* _DESCRIPTION OF THE TASK_
From the records below, copy the lines that include "zero".

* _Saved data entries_
[Start of section]

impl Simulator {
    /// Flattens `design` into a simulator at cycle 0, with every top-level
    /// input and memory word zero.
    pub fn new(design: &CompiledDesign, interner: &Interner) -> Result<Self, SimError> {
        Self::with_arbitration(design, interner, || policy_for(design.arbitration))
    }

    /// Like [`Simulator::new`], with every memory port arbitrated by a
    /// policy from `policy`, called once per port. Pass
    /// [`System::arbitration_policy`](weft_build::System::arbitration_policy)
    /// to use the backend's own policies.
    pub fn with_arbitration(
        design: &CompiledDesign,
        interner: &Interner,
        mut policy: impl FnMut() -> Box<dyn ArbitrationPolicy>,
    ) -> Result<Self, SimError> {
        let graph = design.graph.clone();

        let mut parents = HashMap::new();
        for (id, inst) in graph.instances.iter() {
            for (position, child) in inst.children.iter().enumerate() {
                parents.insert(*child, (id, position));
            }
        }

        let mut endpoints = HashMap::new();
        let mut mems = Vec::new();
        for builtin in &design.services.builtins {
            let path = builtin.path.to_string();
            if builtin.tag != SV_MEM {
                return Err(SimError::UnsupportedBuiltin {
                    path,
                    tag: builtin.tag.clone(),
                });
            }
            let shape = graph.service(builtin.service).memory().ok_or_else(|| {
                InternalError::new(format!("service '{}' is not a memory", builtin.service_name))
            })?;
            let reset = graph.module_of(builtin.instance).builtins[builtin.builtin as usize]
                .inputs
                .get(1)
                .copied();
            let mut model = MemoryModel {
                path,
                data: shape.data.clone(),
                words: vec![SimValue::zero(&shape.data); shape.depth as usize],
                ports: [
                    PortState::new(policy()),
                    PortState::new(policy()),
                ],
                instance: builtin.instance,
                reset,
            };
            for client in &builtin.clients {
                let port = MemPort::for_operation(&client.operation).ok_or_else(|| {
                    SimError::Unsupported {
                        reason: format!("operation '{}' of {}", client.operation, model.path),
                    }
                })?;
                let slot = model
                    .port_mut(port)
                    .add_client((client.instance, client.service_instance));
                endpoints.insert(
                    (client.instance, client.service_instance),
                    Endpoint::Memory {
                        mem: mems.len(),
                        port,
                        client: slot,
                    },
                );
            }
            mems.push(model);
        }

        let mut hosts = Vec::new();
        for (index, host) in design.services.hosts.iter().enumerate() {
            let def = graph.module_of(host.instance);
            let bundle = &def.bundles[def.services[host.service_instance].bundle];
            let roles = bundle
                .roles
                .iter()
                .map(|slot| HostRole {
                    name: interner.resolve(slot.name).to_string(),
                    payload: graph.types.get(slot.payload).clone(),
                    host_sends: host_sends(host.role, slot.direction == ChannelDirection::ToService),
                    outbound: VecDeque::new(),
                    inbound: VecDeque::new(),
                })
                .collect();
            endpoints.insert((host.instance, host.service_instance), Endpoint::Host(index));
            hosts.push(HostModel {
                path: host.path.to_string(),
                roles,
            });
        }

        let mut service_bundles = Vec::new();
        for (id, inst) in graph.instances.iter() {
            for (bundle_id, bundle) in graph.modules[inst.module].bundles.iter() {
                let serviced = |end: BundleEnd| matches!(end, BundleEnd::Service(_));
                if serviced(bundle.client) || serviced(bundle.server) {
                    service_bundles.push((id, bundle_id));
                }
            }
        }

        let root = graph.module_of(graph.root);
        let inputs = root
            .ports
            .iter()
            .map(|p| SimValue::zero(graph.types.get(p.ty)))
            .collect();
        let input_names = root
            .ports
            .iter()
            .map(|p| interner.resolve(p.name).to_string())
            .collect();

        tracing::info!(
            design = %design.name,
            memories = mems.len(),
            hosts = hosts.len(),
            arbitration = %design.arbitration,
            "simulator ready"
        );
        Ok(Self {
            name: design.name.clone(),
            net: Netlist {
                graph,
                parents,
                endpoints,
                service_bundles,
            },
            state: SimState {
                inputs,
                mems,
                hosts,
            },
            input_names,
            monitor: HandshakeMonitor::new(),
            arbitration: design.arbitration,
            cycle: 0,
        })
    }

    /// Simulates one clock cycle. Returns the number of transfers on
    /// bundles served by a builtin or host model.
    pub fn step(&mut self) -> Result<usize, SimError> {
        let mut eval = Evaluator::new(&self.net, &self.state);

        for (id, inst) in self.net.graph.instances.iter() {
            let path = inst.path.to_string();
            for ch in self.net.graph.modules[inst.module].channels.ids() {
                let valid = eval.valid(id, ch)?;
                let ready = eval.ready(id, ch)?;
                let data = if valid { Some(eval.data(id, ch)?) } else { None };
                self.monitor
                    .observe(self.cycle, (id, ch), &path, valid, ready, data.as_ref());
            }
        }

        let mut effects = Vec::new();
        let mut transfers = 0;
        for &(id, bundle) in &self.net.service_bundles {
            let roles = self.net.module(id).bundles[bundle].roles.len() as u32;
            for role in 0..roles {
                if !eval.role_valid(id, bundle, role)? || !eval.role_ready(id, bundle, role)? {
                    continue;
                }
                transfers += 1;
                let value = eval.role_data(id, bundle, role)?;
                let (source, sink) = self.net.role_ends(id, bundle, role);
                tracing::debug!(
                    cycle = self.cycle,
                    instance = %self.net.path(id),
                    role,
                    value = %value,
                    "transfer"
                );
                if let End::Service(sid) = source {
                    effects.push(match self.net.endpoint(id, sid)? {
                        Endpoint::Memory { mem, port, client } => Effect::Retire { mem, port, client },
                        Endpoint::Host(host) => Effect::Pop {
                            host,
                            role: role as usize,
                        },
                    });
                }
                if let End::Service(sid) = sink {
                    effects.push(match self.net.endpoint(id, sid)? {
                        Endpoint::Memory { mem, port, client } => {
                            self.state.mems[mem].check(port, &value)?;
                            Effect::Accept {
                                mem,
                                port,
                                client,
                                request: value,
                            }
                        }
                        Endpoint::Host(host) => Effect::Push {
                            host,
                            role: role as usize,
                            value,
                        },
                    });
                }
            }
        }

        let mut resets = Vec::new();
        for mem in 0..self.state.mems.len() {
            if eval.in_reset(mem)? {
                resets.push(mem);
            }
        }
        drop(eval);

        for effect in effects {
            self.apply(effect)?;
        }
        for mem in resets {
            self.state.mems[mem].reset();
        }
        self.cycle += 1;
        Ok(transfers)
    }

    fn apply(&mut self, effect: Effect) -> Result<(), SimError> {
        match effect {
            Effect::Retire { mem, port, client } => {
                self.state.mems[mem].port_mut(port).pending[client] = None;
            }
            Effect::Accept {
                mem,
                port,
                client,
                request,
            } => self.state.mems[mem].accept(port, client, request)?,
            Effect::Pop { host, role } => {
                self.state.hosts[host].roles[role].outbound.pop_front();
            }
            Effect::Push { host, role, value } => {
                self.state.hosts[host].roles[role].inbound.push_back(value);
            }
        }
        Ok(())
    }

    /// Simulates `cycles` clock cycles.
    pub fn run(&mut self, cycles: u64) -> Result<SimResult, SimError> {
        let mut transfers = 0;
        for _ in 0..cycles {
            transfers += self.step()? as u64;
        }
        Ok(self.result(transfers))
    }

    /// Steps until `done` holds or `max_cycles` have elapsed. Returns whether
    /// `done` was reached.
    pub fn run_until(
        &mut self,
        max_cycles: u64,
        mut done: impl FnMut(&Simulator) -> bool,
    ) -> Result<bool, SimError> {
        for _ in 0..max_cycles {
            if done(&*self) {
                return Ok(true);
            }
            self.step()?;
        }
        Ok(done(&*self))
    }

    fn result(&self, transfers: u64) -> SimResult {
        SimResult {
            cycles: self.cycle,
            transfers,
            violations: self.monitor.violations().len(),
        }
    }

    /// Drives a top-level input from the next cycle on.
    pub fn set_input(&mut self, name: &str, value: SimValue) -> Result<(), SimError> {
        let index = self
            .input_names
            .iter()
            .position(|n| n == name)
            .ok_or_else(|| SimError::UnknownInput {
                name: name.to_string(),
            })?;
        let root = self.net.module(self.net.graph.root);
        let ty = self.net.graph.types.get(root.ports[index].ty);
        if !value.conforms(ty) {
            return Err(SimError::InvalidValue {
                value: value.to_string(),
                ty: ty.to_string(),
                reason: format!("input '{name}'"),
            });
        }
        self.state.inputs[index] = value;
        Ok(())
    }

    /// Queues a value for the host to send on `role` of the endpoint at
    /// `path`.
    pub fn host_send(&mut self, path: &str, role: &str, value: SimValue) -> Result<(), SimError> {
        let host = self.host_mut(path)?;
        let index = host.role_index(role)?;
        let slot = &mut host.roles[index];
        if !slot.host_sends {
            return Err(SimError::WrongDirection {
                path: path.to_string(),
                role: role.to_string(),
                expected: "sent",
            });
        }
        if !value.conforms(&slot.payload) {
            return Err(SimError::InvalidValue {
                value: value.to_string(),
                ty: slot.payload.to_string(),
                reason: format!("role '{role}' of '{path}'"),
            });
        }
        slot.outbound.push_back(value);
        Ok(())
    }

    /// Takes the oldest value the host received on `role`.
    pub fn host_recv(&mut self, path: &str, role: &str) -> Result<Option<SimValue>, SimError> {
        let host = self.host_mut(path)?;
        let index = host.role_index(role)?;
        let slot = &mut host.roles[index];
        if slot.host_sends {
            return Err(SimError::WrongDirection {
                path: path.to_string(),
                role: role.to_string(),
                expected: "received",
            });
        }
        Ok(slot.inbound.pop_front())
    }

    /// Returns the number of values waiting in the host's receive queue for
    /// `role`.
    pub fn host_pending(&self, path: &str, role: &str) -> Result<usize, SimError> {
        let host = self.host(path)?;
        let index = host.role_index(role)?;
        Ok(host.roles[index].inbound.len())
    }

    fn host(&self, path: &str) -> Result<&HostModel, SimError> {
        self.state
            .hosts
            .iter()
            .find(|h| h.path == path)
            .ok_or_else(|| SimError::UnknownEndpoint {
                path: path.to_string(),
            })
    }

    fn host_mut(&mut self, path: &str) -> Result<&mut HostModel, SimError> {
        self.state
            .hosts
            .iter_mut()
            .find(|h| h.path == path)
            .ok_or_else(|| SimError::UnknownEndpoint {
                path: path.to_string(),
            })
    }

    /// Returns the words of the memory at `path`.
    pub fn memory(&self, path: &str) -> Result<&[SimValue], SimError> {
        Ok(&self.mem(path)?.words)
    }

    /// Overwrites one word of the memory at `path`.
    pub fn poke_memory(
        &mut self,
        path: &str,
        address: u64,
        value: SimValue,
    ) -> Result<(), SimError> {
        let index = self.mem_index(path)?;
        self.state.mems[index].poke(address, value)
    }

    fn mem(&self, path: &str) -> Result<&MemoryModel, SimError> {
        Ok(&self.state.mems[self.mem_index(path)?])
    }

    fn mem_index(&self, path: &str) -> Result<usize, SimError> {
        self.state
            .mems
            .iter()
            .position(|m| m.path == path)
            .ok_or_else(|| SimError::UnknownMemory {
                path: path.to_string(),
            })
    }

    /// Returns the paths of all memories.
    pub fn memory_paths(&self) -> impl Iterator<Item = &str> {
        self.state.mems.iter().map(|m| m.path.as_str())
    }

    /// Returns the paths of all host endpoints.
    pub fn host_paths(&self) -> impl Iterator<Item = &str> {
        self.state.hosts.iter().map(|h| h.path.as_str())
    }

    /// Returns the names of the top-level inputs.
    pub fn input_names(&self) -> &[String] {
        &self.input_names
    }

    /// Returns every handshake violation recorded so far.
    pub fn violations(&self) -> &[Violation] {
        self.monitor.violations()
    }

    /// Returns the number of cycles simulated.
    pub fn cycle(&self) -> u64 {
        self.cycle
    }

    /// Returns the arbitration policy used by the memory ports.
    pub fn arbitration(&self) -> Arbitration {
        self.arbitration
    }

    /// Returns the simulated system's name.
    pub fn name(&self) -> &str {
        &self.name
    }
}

[End of section]
[Start of section]

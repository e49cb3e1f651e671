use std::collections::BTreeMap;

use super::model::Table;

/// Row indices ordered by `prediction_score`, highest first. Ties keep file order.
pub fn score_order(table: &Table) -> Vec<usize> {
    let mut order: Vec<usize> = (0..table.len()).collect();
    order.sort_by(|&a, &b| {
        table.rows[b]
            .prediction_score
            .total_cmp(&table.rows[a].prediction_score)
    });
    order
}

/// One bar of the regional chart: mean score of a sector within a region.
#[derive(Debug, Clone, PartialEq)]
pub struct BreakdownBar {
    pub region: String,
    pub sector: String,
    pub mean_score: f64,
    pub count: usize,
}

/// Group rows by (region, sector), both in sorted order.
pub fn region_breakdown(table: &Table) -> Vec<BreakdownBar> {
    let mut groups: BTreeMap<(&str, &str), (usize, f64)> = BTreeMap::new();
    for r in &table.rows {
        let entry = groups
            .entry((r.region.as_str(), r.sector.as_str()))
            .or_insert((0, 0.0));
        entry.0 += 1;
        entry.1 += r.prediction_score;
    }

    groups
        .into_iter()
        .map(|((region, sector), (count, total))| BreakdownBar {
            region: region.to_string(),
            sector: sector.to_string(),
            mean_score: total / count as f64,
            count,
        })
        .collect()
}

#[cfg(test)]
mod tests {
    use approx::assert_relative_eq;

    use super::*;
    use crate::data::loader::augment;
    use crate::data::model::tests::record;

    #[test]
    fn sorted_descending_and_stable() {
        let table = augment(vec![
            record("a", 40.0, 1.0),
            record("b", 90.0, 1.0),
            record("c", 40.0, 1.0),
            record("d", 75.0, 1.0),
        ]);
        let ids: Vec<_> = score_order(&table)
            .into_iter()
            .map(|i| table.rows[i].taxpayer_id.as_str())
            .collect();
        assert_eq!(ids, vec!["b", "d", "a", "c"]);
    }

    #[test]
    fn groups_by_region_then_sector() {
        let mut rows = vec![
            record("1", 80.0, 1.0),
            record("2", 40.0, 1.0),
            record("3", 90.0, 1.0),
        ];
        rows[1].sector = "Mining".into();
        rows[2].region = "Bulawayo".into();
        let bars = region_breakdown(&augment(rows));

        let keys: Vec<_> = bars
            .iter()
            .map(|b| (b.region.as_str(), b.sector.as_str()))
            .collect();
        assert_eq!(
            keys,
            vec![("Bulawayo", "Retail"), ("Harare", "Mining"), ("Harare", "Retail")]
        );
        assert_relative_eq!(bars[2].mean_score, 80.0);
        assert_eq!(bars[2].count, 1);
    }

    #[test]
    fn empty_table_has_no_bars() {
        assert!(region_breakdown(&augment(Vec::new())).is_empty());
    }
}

[End of section]
[Start of section]

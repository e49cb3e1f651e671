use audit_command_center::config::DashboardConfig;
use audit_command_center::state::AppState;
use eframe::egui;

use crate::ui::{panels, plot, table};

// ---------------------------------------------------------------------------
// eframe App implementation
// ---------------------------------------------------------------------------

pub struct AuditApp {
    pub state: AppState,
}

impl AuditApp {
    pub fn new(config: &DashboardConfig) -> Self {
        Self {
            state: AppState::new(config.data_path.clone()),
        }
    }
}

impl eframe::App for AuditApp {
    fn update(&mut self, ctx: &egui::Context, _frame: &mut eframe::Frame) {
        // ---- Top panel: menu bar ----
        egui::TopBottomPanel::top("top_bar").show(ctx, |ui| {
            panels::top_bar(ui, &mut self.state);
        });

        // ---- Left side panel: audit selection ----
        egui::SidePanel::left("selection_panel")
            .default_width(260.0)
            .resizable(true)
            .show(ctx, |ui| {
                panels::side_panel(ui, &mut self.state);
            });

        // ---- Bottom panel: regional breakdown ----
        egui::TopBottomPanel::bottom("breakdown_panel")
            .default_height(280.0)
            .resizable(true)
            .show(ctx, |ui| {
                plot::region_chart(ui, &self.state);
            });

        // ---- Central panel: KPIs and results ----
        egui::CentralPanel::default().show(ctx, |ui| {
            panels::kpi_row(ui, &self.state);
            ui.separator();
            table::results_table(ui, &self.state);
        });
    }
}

[End of section]

* _ANSWER TO THIS EXERCISE_
    /// input and memory word zero.
                words: vec![SimValue::zero(&shape.data); shape.depth as usize],
            .map(|p| SimValue::zero(graph.types.get(p.ty)))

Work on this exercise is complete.